I've been a little bit hesitant to buy the scout because I really didn't like the handle but I couldn't resist for too long because it is so convenient and versatile. Since it doesn't cost an arm and a leg I figured could just mod it a little bit.

Removed the rubber handle.

Sanded the handle to make a little bit more square.

Wrapped the handle with flat paracord.

Added a cord lock to the lanyard.

Painted the back of the screws black so it blends in.

Sanded a little bit to make pinch grip more comfortable.















Work in progress shots:





























I flattened it a little bit on the sides too but I forget to take pictures of it before I put paracord on it...

Anyways... I didn't do a lot but I like it a lot more so I hope someone else gets inspired by this post. Always nice to have an extra slingshot you don't have to be careful with


----------



## Phoul Mouth (Jan 6, 2015)

I can't help but wonder if you even bothered to shoot it with the handle on it. That palm swell is so perfectly ergonomic I find it hard to believe if you had actually used it you'd have removed it.


----------



## ggustafsson (Jun 12, 2016)

Phoul Mouth said:


> I can't help but wonder if you even bothered to shoot it with the handle on it.

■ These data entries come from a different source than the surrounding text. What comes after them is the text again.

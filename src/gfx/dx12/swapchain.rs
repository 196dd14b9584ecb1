//! DirectX 12 交换链
//!
//! 有窗口时使用 DXGI flip 模型交换链；没有窗口时用一组普通渲染目标纹理代替，
//! 呈现只是轮转当前缓冲索引。

use windows::core::Interface;
use windows::Win32::Foundation::HWND;
use windows::Win32::Graphics::Direct3D12::*;
use windows::Win32::Graphics::Dxgi::Common::*;
use windows::Win32::Graphics::Dxgi::*;

use crate::core::error::{GraphicsError, Result};
use crate::gfx::backend::{SwapChainDesc, TextureDesc};
use crate::renderer::resource::ImageLayout;
use crate::gpu_error;

use super::conversion::dxgi_format;
use super::device::Dx12Device;

enum Target {
    Window(IDXGISwapChain3),
    Offscreen {
        buffers: Vec<ID3D12Resource>,
        current: u32,
    },
}

pub struct Dx12SwapChain {
    target: Target,
    desc: SwapChainDesc,
}

fn swap_chain_err(what: &str, e: windows::core::Error) -> GraphicsError {
    gpu_error!("DXGI: {} failed: {:?}", what, e);
    GraphicsError::SwapchainError(format!("{}: {:?}", what, e))
}

fn offscreen_buffers(device: &Dx12Device, desc: &SwapChainDesc) -> Result<Vec<ID3D12Resource>> {
    let texture = TextureDesc {
        width: desc.width,
        height: desc.height,
        array_layers: 1,
        format: desc.format,
        allow_render_target: true,
        allow_depth_stencil: false,
        allow_unordered_access: false,
    };
    (0..desc.buffer_count)
        .map(|_| device.create_committed_texture(&texture, ImageLayout::Present))
        .collect()
}

impl Dx12SwapChain {
    pub(crate) fn for_window(
        device: &Dx12Device,
        queue: &ID3D12CommandQueue,
        hwnd: HWND,
        desc: &SwapChainDesc,
    ) -> Result<Self> {
        let native_desc = DXGI_SWAP_CHAIN_DESC1 {
            Width: desc.width,
            Height: desc.height,
            Format: dxgi_format(desc.format),
            BufferCount: desc.buffer_count,
            BufferUsage: DXGI_USAGE_RENDER_TARGET_OUTPUT,
            SwapEffect: DXGI_SWAP_EFFECT_FLIP_DISCARD,
            SampleDesc: DXGI_SAMPLE_DESC { Count: 1, Quality: 0 },
            ..Default::default()
        };

        unsafe {
            let swap_chain: IDXGISwapChain1 = device
                .factory()
                .CreateSwapChainForHwnd(queue, hwnd, &native_desc, None, None::<&IDXGIOutput>)
                .map_err(|e| swap_chain_err("CreateSwapChainForHwnd", e))?;
            let swap_chain: IDXGISwapChain3 = swap_chain
                .cast()
                .map_err(|e| swap_chain_err("IDXGISwapChain3 query", e))?;
            Ok(Self {
                target: Target::Window(swap_chain),
                desc: *desc,
            })
        }
    }

    pub(crate) fn offscreen(device: &Dx12Device, desc: &SwapChainDesc) -> Result<Self> {
        let buffers = offscreen_buffers(device, desc)?;
        Ok(Self {
            target: Target::Offscreen { buffers, current: 0 },
            desc: *desc,
        })
    }

    pub fn extent(&self) -> (u32, u32) {
        (self.desc.width, self.desc.height)
    }

    pub(crate) fn buffer(&self, index: u32) -> Result<ID3D12Resource> {
        match &self.target {
            Target::Window(swap_chain) => unsafe {
                swap_chain
                    .GetBuffer(index)
                    .map_err(|e| swap_chain_err("IDXGISwapChain::GetBuffer", e).into())
            },
            Target::Offscreen { buffers, .. } => buffers.get(index as usize).cloned().ok_or_else(|| {
                GraphicsError::SwapchainError(format!("swapchain buffer {} out of range", index)).into()
            }),
        }
    }

    pub(crate) fn current_index(&self) -> u32 {
        match &self.target {
            Target::Window(swap_chain) => unsafe { swap_chain.GetCurrentBackBufferIndex() },
            Target::Offscreen { current, .. } => *current,
        }
    }

    pub(crate) fn present(&mut self, vsync: bool) -> Result<()> {
        match &mut self.target {
            Target::Window(swap_chain) => unsafe {
                let interval = if vsync { 1 } else { 0 };
                swap_chain
                    .Present(interval, DXGI_PRESENT(0))
                    .ok()
                    .map_err(|e| swap_chain_err("IDXGISwapChain::Present", e).into())
            },
            Target::Offscreen { current, .. } => {
                *current = (*current + 1) % self.desc.buffer_count;
                Ok(())
            }
        }
    }

    /// 调用前必须释放全部缓冲引用
    pub(crate) fn resize(&mut self, device: &Dx12Device, width: u32, height: u32) -> Result<()> {
        self.desc.width = width;
        self.desc.height = height;
        match &mut self.target {
            Target::Window(swap_chain) => unsafe {
                swap_chain
                    .ResizeBuffers(
                        self.desc.buffer_count,
                        width,
                        height,
                        dxgi_format(self.desc.format),
                        DXGI_SWAP_CHAIN_FLAG(0),
                    )
                    .map_err(|e| swap_chain_err("IDXGISwapChain::ResizeBuffers", e).into())
            },
            Target::Offscreen { buffers, current } => {
                buffers.clear();
                *buffers = offscreen_buffers(device, &self.desc)?;
                *current = 0;
                Ok(())
            }
        }
    }
}
//! 核心层枚举到 D3D12 / DXGI 常量的转换

use windows::Win32::Graphics::Direct3D12::*;
use windows::Win32::Graphics::Dxgi::Common::*;

use crate::renderer::command::CommandBufferType;
use crate::renderer::descriptor::DescriptorHeapType;
use crate::renderer::resource::{ImageFormat, ImageLayout};

pub(crate) fn list_type(kind: CommandBufferType) -> D3D12_COMMAND_LIST_TYPE {
    match kind {
        CommandBufferType::Graphics => D3D12_COMMAND_LIST_TYPE_DIRECT,
        CommandBufferType::Compute => D3D12_COMMAND_LIST_TYPE_COMPUTE,
        CommandBufferType::Upload => D3D12_COMMAND_LIST_TYPE_COPY,
    }
}

pub(crate) fn dxgi_format(format: ImageFormat) -> DXGI_FORMAT {
    match format {
        ImageFormat::Rgba8 => DXGI_FORMAT_R8G8B8A8_UNORM,
        ImageFormat::Rgba32Float => DXGI_FORMAT_R32G32B32A32_FLOAT,
        ImageFormat::Rgba16Float => DXGI_FORMAT_R16G16B16A16_FLOAT,
        ImageFormat::Depth32 => DXGI_FORMAT_D32_FLOAT,
    }
}

/// 布局到资源状态；注意 PRESENT 与 COMMON 在 D3D12 中是同一个值
pub(crate) fn resource_state(layout: ImageLayout) -> D3D12_RESOURCE_STATES {
    match layout {
        ImageLayout::CopyDest => D3D12_RESOURCE_STATE_COPY_DEST,
        ImageLayout::CopySource => D3D12_RESOURCE_STATE_COPY_SOURCE,
        ImageLayout::Depth => D3D12_RESOURCE_STATE_DEPTH_WRITE,
        ImageLayout::Present => D3D12_RESOURCE_STATE_PRESENT,
        ImageLayout::RenderTarget => D3D12_RESOURCE_STATE_RENDER_TARGET,
        ImageLayout::ShaderResource => D3D12_RESOURCE_STATE_ALL_SHADER_RESOURCE,
        ImageLayout::Storage => D3D12_RESOURCE_STATE_UNORDERED_ACCESS,
        ImageLayout::Common => D3D12_RESOURCE_STATE_COMMON,
    }
}

pub(crate) fn heap_type(kind: DescriptorHeapType) -> D3D12_DESCRIPTOR_HEAP_TYPE {
    match kind {
        DescriptorHeapType::Rtv => D3D12_DESCRIPTOR_HEAP_TYPE_RTV,
        DescriptorHeapType::Dsv => D3D12_DESCRIPTOR_HEAP_TYPE_DSV,
        DescriptorHeapType::CbvSrvUav => D3D12_DESCRIPTOR_HEAP_TYPE_CBV_SRV_UAV,
    }
}

/// UTF-16 适配器名称（以 NUL 结尾）转为 String
pub(crate) fn wide_to_string(wide: &[u16]) -> String {
    let len = wide.iter().position(|c| *c == 0).unwrap_or(wide.len());
    String::from_utf16_lossy(&wide[..len])
}
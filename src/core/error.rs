//! 错误处理模块
//!
//! 定义了 GPU 核心层使用的统一错误类型。
//!
//! # 错误分类
//!
//! - **致命设备错误**：任何原生对象创建失败（适配器、设备、队列、堆、资源、视图、Fence），
//!   在失败点以 error 级别记录，然后通过 `?` 向上传播，进程无法继续渲染
//! - **误用**：可恢复的调用方错误（状态不对、用法不对），记录警告后跳过
//! - **同步失败**：无法获得等待原语，视为致命错误（无法保证 GPU 已用完资源）
//!
//! 核心层中没有任何重试：原生图形 API 的失败在本引擎模型中不是瞬时的。

use std::fmt;

/// 引擎统一的 Result 类型
pub type Result<T> = std::result::Result<T, DistGpuError>;

/// GPU 核心层的错误类型
#[derive(Debug)]
pub enum DistGpuError {
    /// 配置错误
    Config(ConfigError),

    /// 图形 API 错误
    Graphics(GraphicsError),

    /// 同步错误
    Sync(SyncError),

    /// IO 错误
    Io(std::io::Error),

    /// CPU 图像解码错误
    Image(String),

    /// 初始化错误
    Initialization(String),
}

/// 配置相关的错误
#[derive(Debug)]
pub enum ConfigError {
    /// 配置文件未找到
    FileNotFound(String),

    /// 配置文件解析失败
    ParseError(String),

    /// 配置值无效
    InvalidValue { field: String, reason: String },
}

/// 图形 API 相关的错误
#[derive(Debug)]
pub enum GraphicsError {
    /// 没有可用的硬件适配器
    AdapterSelection(String),

    /// 设备创建失败
    DeviceCreation(String),

    /// 命令队列创建失败
    QueueCreation(String),

    /// 命令分配器 / 命令列表创建、重置或关闭失败
    CommandAllocation(String),

    /// 资源创建失败
    ResourceCreation(String),

    /// 视图创建失败
    ViewCreation(String),

    /// 描述符堆已满
    DescriptorHeapExhausted { heap: &'static str, capacity: u32 },

    /// 交换链错误
    SwapchainError(String),

    /// 命令提交失败
    CommandExecution(String),

    /// 在错误的状态下调用（例如 `end` 之后继续录制）
    InvalidState(String),

    /// 资源用法与操作不符（例如对深度图执行 clear_color）
    InvalidUsage(String),
}

/// 同步相关的错误
#[derive(Debug)]
pub enum SyncError {
    /// Fence 创建失败
    FenceCreation(String),

    /// 无法创建等待事件
    WaitEventCreation(String),

    /// 等待失败
    Wait(String),
}

impl DistGpuError {
    /// 是否为致命错误
    ///
    /// 致命错误意味着当前进程无法继续渲染；
    /// 非致命错误是调用方误用，记录后可以继续运行。
    pub fn is_fatal(&self) -> bool {
        match self {
            DistGpuError::Graphics(GraphicsError::InvalidState(_))
            | DistGpuError::Graphics(GraphicsError::InvalidUsage(_)) => false,
            DistGpuError::Graphics(_) | DistGpuError::Sync(_) => true,
            DistGpuError::Initialization(_) => true,
            DistGpuError::Config(_) | DistGpuError::Io(_) | DistGpuError::Image(_) => false,
        }
    }
}

impl fmt::Display for DistGpuError {
    fn fmt(&self, f: &mut fmt::Formatter<'_>) -> fmt::Result {
        match self {
            DistGpuError::Config(e) => write!(f, "Configuration error: {}", e),
            DistGpuError::Graphics(e) => write!(f, "Graphics error: {}", e),
            DistGpuError::Sync(e) => write!(f, "Synchronization error: {}", e),
            DistGpuError::Io(e) => write!(f, "IO error: {}", e),
            DistGpuError::Image(msg) => write!(f, "Image decode error: {}", msg),
            DistGpuError::Initialization(msg) => write!(f, "Initialization error: {}", msg),
        }
    }
}

impl fmt::Display for ConfigError {
    fn fmt(&self, f: &mut fmt::Formatter<'_>) -> fmt::Result {
        match self {
            ConfigError::FileNotFound(path) => write!(f, "Config file not found: {}", path),
            ConfigError::ParseError(msg) => write!(f, "Failed to parse config: {}", msg),
            ConfigError::InvalidValue { field, reason } => {
                write!(f, "Invalid value for '{}': {}", field, reason)
            }
        }
    }
}

impl fmt::Display for GraphicsError {
    fn fmt(&self, f: &mut fmt::Formatter<'_>) -> fmt::Result {
        match self {
            GraphicsError::AdapterSelection(msg) => write!(f, "Adapter selection failed: {}", msg),
            GraphicsError::DeviceCreation(msg) => write!(f, "Device creation failed: {}", msg),
            GraphicsError::QueueCreation(msg) => write!(f, "Queue creation failed: {}", msg),
            GraphicsError::CommandAllocation(msg) => write!(f, "Command allocation failed: {}", msg),
            GraphicsError::ResourceCreation(msg) => write!(f, "Resource creation failed: {}", msg),
            GraphicsError::ViewCreation(msg) => write!(f, "View creation failed: {}", msg),
            GraphicsError::DescriptorHeapExhausted { heap, capacity } => {
                write!(f, "{} descriptor heap exhausted ({} slots)", heap, capacity)
            }
            GraphicsError::SwapchainError(msg) => write!(f, "Swapchain error: {}", msg),
            GraphicsError::CommandExecution(msg) => write!(f, "Command execution failed: {}", msg),
            GraphicsError::InvalidState(msg) => write!(f, "Invalid state: {}", msg),
            GraphicsError::InvalidUsage(msg) => write!(f, "Invalid usage: {}", msg),
        }
    }
}

impl fmt::Display for SyncError {
    fn fmt(&self, f: &mut fmt::Formatter<'_>) -> fmt::Result {
        match self {
            SyncError::FenceCreation(msg) => write!(f, "Fence creation failed: {}", msg),
            SyncError::WaitEventCreation(msg) => write!(f, "Failed to create wait event: {}", msg),
            SyncError::Wait(msg) => write!(f, "Fence wait failed: {}", msg),
        }
    }
}

impl std::error::Error for DistGpuError {
    fn source(&self) -> Option<&(dyn std::error::Error + 'static)> {
        match self {
            DistGpuError::Config(e) => Some(e),
            DistGpuError::Graphics(e) => Some(e),
            DistGpuError::Sync(e) => Some(e),
            DistGpuError::Io(e) => Some(e),
            _ => None,
        }
    }
}

impl std::error::Error for ConfigError {}
impl std::error::Error for GraphicsError {}
impl std::error::Error for SyncError {}

impl From<std::io::Error> for DistGpuError {
    fn from(err: std::io::Error) -> Self {
        DistGpuError::Io(err)
    }
}

impl From<ConfigError> for DistGpuError {
    fn from(err: ConfigError) -> Self {
        DistGpuError::Config(err)
    }
}

impl From<GraphicsError> for DistGpuError {
    fn from(err: GraphicsError) -> Self {
        DistGpuError::Graphics(err)
    }
}

impl From<SyncError> for DistGpuError {
    fn from(err: SyncError) -> Self {
        DistGpuError::Sync(err)
    }
}

impl From<image::ImageError> for DistGpuError {
    fn from(err: image::ImageError) -> Self {
        DistGpuError::Image(err.to_string())
    }
}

That palm swell is so perfectly ergonomic I find it hard to believe if you had actually used it you'd have removed it.


Nope, It was 100% an esthetic choice that I decided on before even getting it. I will agree that keeping the handle is a good idea if you want to switch been different shooting styles and there is nothing wrong with the feeling of it, but I'm going for TTF + pinch grip so rubber handle or not doesn't make much difference.


----------



## StretchandEat (Nov 11, 2015)

I like mine the way it is but I do switch which sides I put the bands on because I like it both ways and sometimes like a change


----------



## Phoul Mouth (Jan 6, 2015)

ggustafsson said:


> Phoul Mouth said:
> 
> 
> > I can't help but wonder if you even bothered to shoot it with the handle on it. That palm swell is so perfectly ergonomic I find it hard to believe if you had actually used it you'd have removed it.
> ...


I disagree completely. I shoot pinch grip TTF and the handle makes a huge difference for me.


----------



## pult421 (Aug 13, 2015)

ggustafsson said:


> Phoul Mouth said:
> 
> 
> > I can't help but wonder if you even bothered to shoot it with the handle on it. That palm swell is so perfectly ergonomic I find it hard to believe if you had actually used it you'd have removed it.
> ...


 i did the same thing. Forget what anybody says about this being perfect or that.. its yours now. I did the same and gave it more of a curve where the handle was. Some hockey tape.. and it feels great. Better than before.


----------



## pult421 (Aug 13, 2015)

And the scout.. imo.. dedicated thumb brace shooter. Yea they say it can be this. Nah. Its the most awesome thumb brace shooter ive ever used. Especially ttf


----------



## ggustafsson (Jun 12, 2016)

Phoul Mouth said:


> ggustafsson said:
> 
> 
> > Phoul Mouth said:
> ...


Maybe you got bigger hands than me  I've got one and a half finger on the handle. And I still got a handle so no big deal 



pult421 said:


> ggustafsson said:
> 
> 
> > Phoul Mouth said:
> ...


I didn't even think about tape! Hockey tape would definitely be a lot better than paracord in this case.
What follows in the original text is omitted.